Among guests to attend a lunch in the Leiston Town Athletic Association hall were more than 90 Garrett family members - descendants of Richard Garrett (Leiston) and Newson Garrett (Aldeburgh) - who were all reunited for the weekend.

The Friends of the Long Shop Museum helped staff the event and raise funds for the museum by providing refreshments in a specially themed tea room in the work shop.

An exhibition of small quilts designed and made by local people hung in the Garrett Room, where it will remain this week.

The museum is now open every day until October 31 and currently features the ‘Inspired by Industry and Garretts’ quilt exhibition, which runs until Sunday, April 10.

Museum Manager Stephen Mael said: “It was a wonderful day, a great start to the season and a marvellous way to celebrate Leiston’s Industrial Heritage.

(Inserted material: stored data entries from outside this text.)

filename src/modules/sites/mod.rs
pub mod controller;
pub mod model;
pub mod router;
pub mod service;
use sqlx::PgPool;

use crate::config::ai::AiConfig;
use crate::config::cors::CorsConfig;
use crate::config::database::init_db_pool;
use crate::config::environment::Environment;
use crate::config::jwt::JwtConfig;
use crate::modules::generate::provider::AiProvider;

#[derive(Clone, Debug)]
pub struct AppState {
    pub db: PgPool,
    pub jwt_config: JwtConfig,
    pub cors_config: CorsConfig,
    pub environment: Environment,
    pub ai: AiProvider,
}

pub async fn init_app_state() -> AppState {
    AppState {
        db: init_db_pool().await,
        jwt_config: JwtConfig::from_env(),
        cors_config: CorsConfig::from_env(),
        environment: Environment::from_env(),
        ai: AiProvider::new(AiConfig::from_env()),
    }
}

“It is really good that so many local people took the chance to see what’s new in the Museum and a see those really imaginative quilts.”

Garrett & Sons manufactured farming machinery, steam engines and trolleybuses at the Leiston Works between 1778 and the late twentieth century.

In 1806 the factory produced the first horse-power threshing machine and, 34 years later, became one of the first manufacturers to exhibit a steam threshing machine.

At its peak the Town Works covered between 20 and 30 acres, and was equipped with hydraulic, pneumatic, and electrical power transmission and with modern tools.

The Long Shop Museum is open Mondays to Saturdays from 10am to 5pm, and on Sundays from 11am to 5pm.